- Born: 1957 (age 68–69)
- Education: Samarkand State University
- Occupations: Ecologist; academic;

= Leyla Belyalova =

Uzbek ecologist

Leyla Belyalova (Uzbek: Leylya Enverovna Belyalova; born 1957) is an Uzbek academic and ecologist. For her work to promote and protect Uzbekistan's ecosystems, she was recognised by the BBC as one of its 100 Women in 2018.

== Career ==
Belyalova currently serves as an associate professor in the ecology department at Samarkand State University.

Belyalova's most notable fieldwork includes the surveying, monitoring, and conservation in the Kattakurgan reservoir and the Zarafshan State Nature Reserve. She is also noted for her promotion of the importance of the Amankutan Pass, in the western Pamir-Alay mountain range, as an important site for Uzbek flora and fauna.

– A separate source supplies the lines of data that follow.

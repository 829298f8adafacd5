//! `VehicleDevices` — every device riding on one vehicle.

use std::collections::BTreeMap;

use lw_core::{LaneId, ObserverId, Vehicle};
use lw_notify::{EnterReason, LeaveReason, StepContext, assert_forward_motion};
use tracing::{debug, warn};

use crate::{DeviceError, DeviceResult, Holder, VehicleDevice};

struct Slot {
    device: Box<dyn VehicleDevice>,
    /// In contact on the current lane: accepted the last `on_enter` and has
    /// not yet returned `false` from `on_move`.
    active: bool,
}

/// The devices of one holder, ordered by device id.
///
/// All devices must be bound to the same holder; this is checked on attach
/// and again on every notification.  Attaching an id that is already
/// present replaces the previous device.
pub struct VehicleDevices {
    holder:  Holder,
    devices: BTreeMap<ObserverId, Slot>,
}

impl VehicleDevices {
    pub fn new(holder: Holder) -> Self {
        Self { holder, devices: BTreeMap::new() }
    }

    pub fn holder(&self) -> &Holder {
        &self.holder
    }

    pub fn len(&self) -> usize {
        self.devices.len()
    }

    pub fn is_empty(&self) -> bool {
        self.devices.is_empty()
    }

    /// Device ids in ascending order (also the dispatch order).
    pub fn ids(&self) -> impl Iterator<Item = &ObserverId> {
        self.devices.keys()
    }

    pub fn contains(&self, id: &ObserverId) -> bool {
        self.devices.contains_key(id)
    }

    pub fn get(&self, id: &ObserverId) -> Option<&dyn VehicleDevice> {
        self.devices.get(id).map(|s| s.device.as_ref())
    }

    /// `true` if the device is currently receiving moves.
    pub fn is_active(&self, id: &ObserverId) -> bool {
        self.devices.get(id).is_some_and(|s| s.active)
    }

    /// Add `device`, returning the one it replaced.
    ///
    /// The new device is inactive until the next `notify_enter`.
    pub fn attach(
        &mut self,
        device: Box<dyn VehicleDevice>,
    ) -> DeviceResult<Option<Box<dyn VehicleDevice>>> {
        if device.numerical_id() != self.holder.numerical_id() {
            return Err(DeviceError::HolderMismatch {
                device:   device.id().clone(),
                expected: self.holder.numerical_id(),
                found:    device.numerical_id(),
            });
        }
        let id = device.id().clone();
        let replaced = self.devices.insert(id, Slot { device, active: false });
        if let Some(old) = &replaced {
            warn!(device = %old.device.id(), holder = %self.holder, "re-attached device replaces prior instance");
        }
        Ok(replaced.map(|s| s.device))
    }

    pub fn detach(&mut self, id: &ObserverId) -> Option<Box<dyn VehicleDevice>> {
        self.devices.remove(id).map(|s| s.device)
    }

    fn check_holder(&self, vehicle: &dyn Vehicle) -> DeviceResult<()> {
        if self.holder.is(vehicle) {
            return Ok(());
        }
        Err(DeviceError::NotHolder {
            expected: self.holder.numerical_id(),
            found:    vehicle.numerical_id(),
        })
    }

    // ── Dispatch ──────────────────────────────────────────────────────────

    /// The holder entered a lane.  Returns the number of devices that
    /// accepted contact.
    pub fn notify_enter(
        &mut self,
        vehicle: &dyn Vehicle,
        reason:  EnterReason,
        ctx:     &StepContext,
    ) -> DeviceResult<usize> {
        self.check_holder(vehicle)?;
        let mut accepted = 0;
        for slot in self.devices.values_mut() {
            slot.active = slot.device.on_enter(vehicle, reason, ctx)?;
            if slot.active {
                accepted += 1;
            }
        }
        Ok(accepted)
    }

    /// The holder moved.  Devices returning `false` stop receiving moves
    /// until the holder enters another lane.
    pub fn notify_move(
        &mut self,
        vehicle:   &dyn Vehicle,
        old_pos:   f64,
        new_pos:   f64,
        new_speed: f64,
        ctx:       &StepContext,
    ) -> DeviceResult<()> {
        self.check_holder(vehicle)?;
        assert_forward_motion(vehicle, old_pos, new_pos);
        for slot in self.devices.values_mut().filter(|s| s.active) {
            slot.active = slot.device.on_move(vehicle, old_pos, new_pos, new_speed, ctx)?;
            if !slot.active {
                debug!(device = %slot.device.id(), "device done with current lane");
            }
        }
        Ok(())
    }

    /// The holder left its lane.  Every active device hears it exactly once
    /// and is deactivated.  Returns the number of acknowledgements.
    pub fn notify_leave(
        &mut self,
        vehicle:      &dyn Vehicle,
        last_pos:     f64,
        reason:       LeaveReason,
        entered_lane: Option<LaneId>,
        ctx:          &StepContext,
    ) -> DeviceResult<usize> {
        self.check_holder(vehicle)?;
        let mut acknowledged = 0;
        for slot in self.devices.values_mut().filter(|s| s.active) {
            slot.active = false;
            if slot.device.on_leave(vehicle, last_pos, reason, entered_lane, ctx)? {
                acknowledged += 1;
            }
        }
        Ok(acknowledged)
    }

    pub fn open_entries(&self) -> usize {
        self.devices.values().map(|s| s.device.open_entries()).sum()
    }

    pub fn close_all(&mut self) -> DeviceResult<()> {
        for slot in self.devices.values_mut() {
            slot.device.close()?;
        }
        Ok(())
    }
}
use lw_core::{LaneId, LwError, VehicleId};
use lw_device::DeviceError;
use lw_notify::{LeaveReason, NotifyError};
use thiserror::Error;

#[derive(Debug, Error)]
pub enum SimError {
    #[error("simulation configuration error: {0}")]
    Config(String),

    #[error(transparent)]
    Core(#[from] LwError),

    #[error("notification failed: {0}")]
    Notify(#[from] NotifyError),

    #[error("device failed: {0}")]
    Device(#[from] DeviceError),

    #[error("vehicle {0} is already in the simulation")]
    DuplicateVehicle(VehicleId),

    #[error("position {position} outside lane {lane} of length {length}")]
    PositionOutOfRange {
        lane:     LaneId,
        position: f64,
        length:   f64,
    },

    #[error("vehicle {vehicle} cannot be removed with reason {reason}")]
    InvalidRemoval {
        vehicle: VehicleId,
        reason:  LeaveReason,
    },
}

pub type SimResult<T> = Result<T, SimError>;
//! Embedded JSON scenario: two lanes, three loops, a handful of vehicles.

use anyhow::ensure;
use lw_core::{LaneId, SimConfig};
use lw_detector::DetectorConfig;
use serde::Deserialize;

#[derive(Debug, Deserialize)]
pub struct Scenario {
    pub config:           SimConfig,
    pub lanes:            Vec<LaneSpec>,
    pub detectors:        Vec<DetectorConfig>,
    pub vehicles:         Vec<VehicleSpec>,
    /// Share of vehicles carrying a trip device.
    pub trip_probability: f64,
}

#[derive(Debug, Deserialize)]
pub struct LaneSpec {
    pub id:     LaneId,
    pub length: f64,
}

#[derive(Debug, Clone, Deserialize)]
pub struct VehicleSpec {
    pub id:          String,
    pub vtype:       String,
    pub length:      f64,
    pub lane:        LaneId,
    pub depart_step: u64,
    /// Cruise speed is drawn uniformly from `[min_speed, max_speed]` (m/s).
    pub min_speed:   f64,
    pub max_speed:   f64,
    /// Change to `lane` once the front passes `at` meters.
    #[serde(default)]
    pub lane_change: Option<LaneChangeSpec>,
}

#[derive(Debug, Clone, Copy, Deserialize)]
pub struct LaneChangeSpec {
    pub at:   f64,
    pub lane: LaneId,
}

// Lane 0 carries loops at 150 m and 400 m; lane 1 a bus-only loop at 300 m.
// veh3 changes lanes while straddling the first loop; veh5 departs late
// enough to still be on lane 0 when the run ends.
pub const SCENARIO_JSON: &str = r#"{
  "config": { "begin_secs": 0.0, "step_length_secs": 0.5, "total_steps": 160, "seed": 42 },
  "lanes": [
    { "id": 0, "length": 500.0 },
    { "id": 1, "length": 500.0 }
  ],
  "detectors": [
    { "id": "e1_150", "lane": 0, "position": 150.0 },
    { "id": "e1_400", "lane": 0, "position": 400.0, "options": { "report_enter": true, "report_stay": true } },
    { "id": "e1_bus", "lane": 1, "position": 300.0, "vtypes": ["bus"] }
  ],
  "vehicles": [
    { "id": "veh0", "vtype": "car", "length": 4.5,  "lane": 0, "depart_step": 0,   "min_speed": 12.0, "max_speed": 16.0 },
    { "id": "veh1", "vtype": "car", "length": 4.5,  "lane": 0, "depart_step": 4,   "min_speed": 11.0, "max_speed": 15.0 },
    { "id": "veh2", "vtype": "bus", "length": 12.0, "lane": 1, "depart_step": 6,   "min_speed": 8.0,  "max_speed": 10.0 },
    { "id": "veh3", "vtype": "car", "length": 4.5,  "lane": 0, "depart_step": 10,  "min_speed": 14.0, "max_speed": 14.0,
      "lane_change": { "at": 152.0, "lane": 1 } },
    { "id": "veh4", "vtype": "bus", "length": 12.0, "lane": 0, "depart_step": 12,  "min_speed": 7.0,  "max_speed": 9.0,
      "lane_change": { "at": 200.0, "lane": 1 } },
    { "id": "veh5", "vtype": "car", "length": 4.5,  "lane": 0, "depart_step": 130, "min_speed": 14.0, "max_speed": 16.0 }
  ],
  "trip_probability": 1.0
}"#;

pub fn load() -> anyhow::Result<Scenario> {
    parse(SCENARIO_JSON)
}

pub fn parse(json: &str) -> anyhow::Result<Scenario> {
    let scenario: Scenario = serde_json::from_str(json)?;
    scenario.validate()?;
    Ok(scenario)
}

impl Scenario {
    /// Reject vehicles whose speed bounds cannot be sampled.
    pub fn validate(&self) -> anyhow::Result<()> {
        for v in &self.vehicles {
            ensure!(
                v.min_speed.is_finite() && v.max_speed.is_finite(),
                "vehicle {}: speed bounds must be finite",
                v.id,
            );
            ensure!(
                0.0 <= v.min_speed && v.min_speed <= v.max_speed,
                "vehicle {}: need 0 <= min_speed ({}) <= max_speed ({})",
                v.id,
                v.min_speed,
                v.max_speed,
            );
        }
        Ok(())
    }
}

Through her work with the Uzbek Society for the Protection of Birds (Uzbek: O'zbekistan Qushlarini Muhofaza Qilish Jamiati, UzSPB), Belyalova has been instrumental in identifying locations across Uzbekistan that meet the criteria to be recognised as Important Bird and Biodiversity Areas (IBA) and Key Biodiversity Areas (KBA) and getting both practical and financial support in having these formally recognised by the Uzbek government.

Belyalova is also a member of the UzSPB's executive committee.

== Recognition ==
In 2018, Belyalova ranked third in the annual Uzbekistan Woman of the Year competition. That same year, she was named as one of the BBC's 100 Women for "seeking to protect Uzbekistan's birdlife and mountain ecosystems".

Belyalova has been recognised as a "Nature's Hero" by Bird Life.

The UzSPB has praised Belyalova for her role in leading "the first attempt by an environmental charity in our region to preserve the wildlife of a site with international importance on a long-term basis".